Speech to Hutt South Grey Power, Knox Church Hall, Lower Hutt, Wednesday 13 July, 2pm

At today’s meeting you will hear a lot of spending promises as to what the Government will do for you after the election. In the case of the Labour Party and Labour supporter Peter Dunne you might legitimately ask: Why wait until after the election when you are in power right now?

The spenders will argue that the Government’s accounts are in surplus and that there is plenty of scope for increased spending, but we have been down this road before. In the mid 1990s, the New Zealand government piled up large surpluses with Bill Birch as Minister of Finance but in our first MMP election in 1996 New Zealand First held the balance of power.

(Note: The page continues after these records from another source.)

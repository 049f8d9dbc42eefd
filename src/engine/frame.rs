//! Per-frame scratch state.
//!
//! Everything here is rebuilt from scratch by [`FrameContext::reset`] at
//! the top of every frame; nothing carries over, and linked lists are
//! arena indices rather than pointers.

use std::ops::Index;

use crate::{
    engine::config::RenderConfig,
    renderer::Opacity,
    world::{ColorizeId, ObjectId, SectorId, SegmentId, SubSectorId, TextureId},
};

/// End-of-list marker for arena links.
pub const NIL: u32 = u32::MAX;

/// Append-only pool with a hard capacity; cleared by truncation.
#[derive(Debug)]
pub struct Arena<T> {
    items: Vec<T>,
    limit: usize,
    dropped: usize,
}

impl<T> Arena<T> {
    pub fn with_limit(limit: usize) -> Self {
        Self {
            items: Vec::new(),
            limit,
            dropped: 0,
        }
    }

    /// Index of the new entry, or `None` (and a dropped count) when full.
    #[inline]
    pub fn push(&mut self, item: T) -> Option<u32> {
        if self.items.len() >= self.limit {
            self.dropped += 1;
            return None;
        }
        self.items.push(item);
        Some((self.items.len() - 1) as u32)
    }

    pub fn clear(&mut self) {
        self.items.clear();
        self.dropped = 0;
    }

    pub fn set_limit(&mut self, limit: usize) {
        self.limit = limit;
    }

    #[inline]
    pub fn get(&self, index: u32) -> Option<&T> {
        self.items.get(index as usize)
    }

    #[inline]
    pub fn get_mut(&mut self, index: u32) -> Option<&mut T> {
        self.items.get_mut(index as usize)
    }

    pub fn len(&self) -> usize {
        self.items.len()
    }

    pub fn is_empty(&self) -> bool {
        self.items.is_empty()
    }

    pub fn dropped(&self) -> usize {
        self.dropped
    }

    pub fn as_slice(&self) -> &[T] {
        &self.items
    }

    pub fn as_mut_slice(&mut self) -> &mut [T] {
        &mut self.items
    }

    /// Follow `next` links from `head`.
    pub fn iter_list<'a>(
        &'a self,
        head: u32,
        next: fn(&T) -> u32,
    ) -> impl Iterator<Item = (u32, &'a T)> + 'a {
        let mut cur = head;
        std::iter::from_fn(move || {
            let item = self.get(cur)?;
            let at = cur;
            cur = next(item);
            Some((at, item))
        })
    }
}

impl<T> Index<u32> for Arena<T> {
    type Output = T;
    #[inline]
    fn index(&self, index: u32) -> &T {
        &self.items[index as usize]
    }
}

/*--------------------------- frame records ----------------------------*/

/// One queued (transparent or translucent) wall strip.
#[derive(Clone, Debug)]
pub struct WallSlice {
    /// Screen rows `[top, bottom)`.
    pub top: i32,
    pub bottom: i32,
    pub depth: i64,
    pub texture: TextureId,
    pub column: usize,
    /// 16.16 texel row at `top` and per-row step.
    pub v_offset: i64,
    pub v_step: i64,
    pub shade: u8,
    pub opacity: Opacity,
    pub next: u32,
}

#[derive(Clone, Copy, Debug, PartialEq, Eq, Hash)]
pub enum Plane {
    Floor,
    Ceiling,
}

/// A vertical band of visible floor or ceiling in one column.
#[derive(Clone, Copy, Debug, PartialEq, Eq)]
pub struct FloorRun {
    pub top: i32,
    pub bottom: i32,
    pub sector: SectorId,
    pub plane: Plane,
    pub next: u32,
}

/// Horizontal run produced from the per-column bands.
#[derive(Clone, Copy, Debug, PartialEq, Eq)]
pub struct FloorSpan {
    pub y: i32,
    /// Columns `[x_start, x_end)`.
    pub x_start: i32,
    pub x_end: i32,
    pub sector: SectorId,
    pub plane: Plane,
}

/// A projected object: screen box plus texture mapping.
#[derive(Clone, Debug)]
pub struct ObjectRun {
    pub object: ObjectId,
    pub type_id: u16,
    /// Sort key: view depth adjusted for chain ordering.
    pub depth: i64,
    /// Unadjusted view depth.
    pub view_depth: i64,
    /// Columns `[x_start, x_end)`, rows `[top, bottom)`.
    pub x_start: i32,
    pub x_end: i32,
    pub top: i32,
    pub bottom: i32,
    pub picture: TextureId,
    pub colorize: Option<ColorizeId>,
    /// 16.16 texel column at `x_start` and per-column step.
    pub u_start: i64,
    pub u_step: i64,
    /// 16.16 texel row at `top` and per-row step.
    pub v_start: i64,
    pub v_step: i64,
    pub shade: u8,
    pub opacity: Opacity,
}

/// Object column not yet placed between walls.
#[derive(Clone, Copy, Debug)]
pub struct PendingObject {
    pub run: u32,
    pub next: u32,
}

/// Object column clipped to the band open when it was placed.
#[derive(Clone, Copy, Debug)]
pub struct ObjectSlice {
    pub run: u32,
    pub top: i32,
    pub bottom: i32,
    pub next: u32,
}

/// What one frame did; returned by `Engine::render_frame`.
#[derive(Clone, Copy, Debug, Default, PartialEq, Eq)]
pub struct FrameStats {
    pub subsectors_visited: usize,
    pub segments_projected: usize,
    pub wall_slices: usize,
    pub floor_spans: usize,
    pub objects_visible: usize,
    pub dropped_wall_slices: usize,
    pub dropped_floor_runs: usize,
    pub dropped_objects: usize,
    pub dropped_object_slices: usize,
    /// Camera was outside the map; the viewport holds the fallback colour.
    pub fallback: bool,
}

impl FrameStats {
    pub fn overflowed(&self) -> bool {
        self.dropped_wall_slices
            + self.dropped_floor_runs
            + self.dropped_objects
            + self.dropped_object_slices
            > 0
    }
}

/*--------------------------- frame context ----------------------------*/

pub struct FrameContext {
    width: usize,
    height: usize,

    /// Columns nothing more may be drawn into.
    pub occluded: Vec<bool>,
    pub occluded_count: usize,
    /// Open band `[min_y, max_y)` per column.
    pub min_y: Vec<i32>,
    pub max_y: Vec<i32>,

    pub wall_slices: Arena<WallSlice>,
    /// Far-first queued wall slices per column.
    pub wall_heads: Vec<u32>,

    pub floor_runs: Arena<FloorRun>,
    /// Top-to-bottom sorted bands per column.
    pub floor_heads: Vec<u32>,
    pub spans: Vec<FloorSpan>,
    pub(crate) span_starts: Vec<i32>,

    /// Sorted near-first once projection finishes.
    pub objects: Arena<ObjectRun>,
    pub pending: Arena<PendingObject>,
    /// Near-first not-yet-placed objects per column.
    pub pending_heads: Vec<u32>,
    pub object_slices: Arena<ObjectSlice>,
    /// Far-first placed object columns per column.
    pub object_heads: Vec<u32>,

    /// BSP visit order of this frame.
    pub visited: Vec<SubSectorId>,
    /// Segments handed to wall projection, in order.
    pub projected: Vec<SegmentId>,

    pub stats: FrameStats,
}

impl FrameContext {
    pub fn new(config: &RenderConfig) -> Self {
        let limits = config.limits;
        let mut frame = Self {
            width: 0,
            height: 0,
            occluded: Vec::new(),
            occluded_count: 0,
            min_y: Vec::new(),
            max_y: Vec::new(),
            wall_slices: Arena::with_limit(limits.wall_slices),
            wall_heads: Vec::new(),
            floor_runs: Arena::with_limit(limits.floor_runs),
            floor_heads: Vec::new(),
            spans: Vec::new(),
            span_starts: Vec::new(),
            objects: Arena::with_limit(limits.objects),
            pending: Arena::with_limit(limits.object_slices),
            pending_heads: Vec::new(),
            object_slices: Arena::with_limit(limits.object_slices),
            object_heads: Vec::new(),
            visited: Vec::new(),
            projected: Vec::new(),
            stats: FrameStats::default(),
        };
        frame.reset(config);
        frame
    }

    /// Zero every table for a new frame. Columns outside the view bounds
    /// start occluded.
    pub fn reset(&mut self, config: &RenderConfig) {
        let (w, h) = (config.width, config.height);
        self.width = w;
        self.height = h;

        self.occluded.clear();
        self.occluded
            .extend((0..w).map(|x| x < config.clip_left || x >= config.clip_right));
        self.occluded_count = self.occluded.iter().filter(|&&o| o).count();
        reset_column(&mut self.min_y, w, 0);
        reset_column(&mut self.max_y, w, h as i32);

        let limits = config.limits;
        self.wall_slices.clear();
        self.wall_slices.set_limit(limits.wall_slices);
        self.floor_runs.clear();
        self.floor_runs.set_limit(limits.floor_runs);
        self.objects.clear();
        self.objects.set_limit(limits.objects);
        self.pending.clear();
        self.pending.set_limit(limits.object_slices);
        self.object_slices.clear();
        self.object_slices.set_limit(limits.object_slices);

        reset_column(&mut self.wall_heads, w, NIL);
        reset_column(&mut self.floor_heads, w, NIL);
        reset_column(&mut self.pending_heads, w, NIL);
        reset_column(&mut self.object_heads, w, NIL);
        reset_column(&mut self.span_starts, h, 0);
        self.spans.clear();

        self.visited.clear();
        self.projected.clear();
        self.stats = FrameStats::default();
    }

    #[inline]
    pub fn width(&self) -> usize {
        self.width
    }

    #[inline]
    pub fn height(&self) -> usize {
        self.height
    }

    /// Every column is occluded; nothing further can be drawn.
    #[inline]
    pub fn is_full(&self) -> bool {
        self.occluded_count >= self.width
    }

    pub fn occlude(&mut self, x: usize) {
        if !self.occluded[x] {
            self.occluded[x] = true;
            self.occluded_count += 1;
        }
    }

    /// Any column in `[x_start, x_end)` still open.
    pub fn any_open(&self, x_start: i32, x_end: i32) -> bool {
        let (a, b) = (x_start.max(0) as usize, (x_end.max(0) as usize).min(self.width));
        a < b && self.occluded[a..b].iter().any(|&o| !o)
    }

    /// Shrink the open band of column `x` to `[top, bottom)`; a band that
    /// closes occludes the column.
    pub fn narrow(&mut self, x: usize, top: i32, bottom: i32) {
        let min = self.min_y[x].max(top);
        let max = self.max_y[x].min(bottom).max(min);
        self.min_y[x] = min;
        self.max_y[x] = max;
        debug_assert!(min <= max && max <= self.height as i32);
        if min >= max {
            self.occlude(x);
        }
    }

    /// Queue a wall slice at the head of column `x` (walls arrive
    /// near-to-far, so the head is the farthest).
    pub fn queue_wall_slice(&mut self, x: usize, mut slice: WallSlice) {
        slice.next = self.wall_heads[x];
        if let Some(i) = self.wall_slices.push(slice) {
            self.wall_heads[x] = i;
            self.stats.wall_slices += 1;
        }
    }

    /// Insert a floor/ceiling band into column `x`, keeping the list
    /// sorted by `top`. Empty bands are skipped.
    pub fn record_floor_run(
        &mut self,
        x: usize,
        top: i32,
        bottom: i32,
        sector: SectorId,
        plane: Plane,
    ) {
        if top >= bottom {
            return;
        }
        let mut prev = NIL;
        let mut cur = self.floor_heads[x];
        while let Some(run) = self.floor_runs.get(cur) {
            if run.top > top {
                break;
            }
            prev = cur;
            cur = run.next;
        }
        let run = FloorRun {
            top,
            bottom,
            sector,
            plane,
            next: cur,
        };
        let Some(i) = self.floor_runs.push(run) else {
            return;
        };
        match self.floor_runs.get_mut(prev) {
            Some(p) => p.next = i,
            None => self.floor_heads[x] = i,
        }
    }

    /// Move pending objects of column `x` nearer than `depth` (all of them
    /// for `None`) into the placed list, clipped to the current band.
    pub fn splice_objects(&mut self, x: usize, depth: Option<i64>) {
        loop {
            let head = self.pending_heads[x];
            let Some(&pending) = self.pending.get(head) else {
                break;
            };
            let run = &self.objects[pending.run];
            if depth.is_some_and(|d| run.depth >= d) {
                break;
            }
            self.pending_heads[x] = pending.next;

            let top = run.top.max(self.min_y[x]);
            let bottom = run.bottom.min(self.max_y[x]);
            if top >= bottom {
                continue;
            }
            let slice = ObjectSlice {
                run: pending.run,
                top,
                bottom,
                next: self.object_heads[x],
            };
            if let Some(i) = self.object_slices.push(slice) {
                self.object_heads[x] = i;
            }
        }
    }

    /// Copy arena overflow counts into the stats.
    pub(crate) fn collect_drops(&mut self) {
        self.stats.dropped_wall_slices = self.wall_slices.dropped();
        self.stats.dropped_floor_runs = self.floor_runs.dropped();
        self.stats.dropped_objects = self.objects.dropped();
        self.stats.dropped_object_slices = self.object_slices.dropped() + self.pending.dropped();
    }
}

fn reset_column<T: Copy>(v: &mut Vec<T>, len: usize, value: T) {
    v.clear();
    v.resize(len, value);
}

They negotiated a good deal for their party and taking the post of Treasurer they promptly spent their way through the surpluses and the economy went into a deep recession. This was at a time when every other English speaking country was booming and young people and quite a few not-so-young people fled the country in their droves. The lesson was simple: anyone can spend money but it is difficult to spend money wisely.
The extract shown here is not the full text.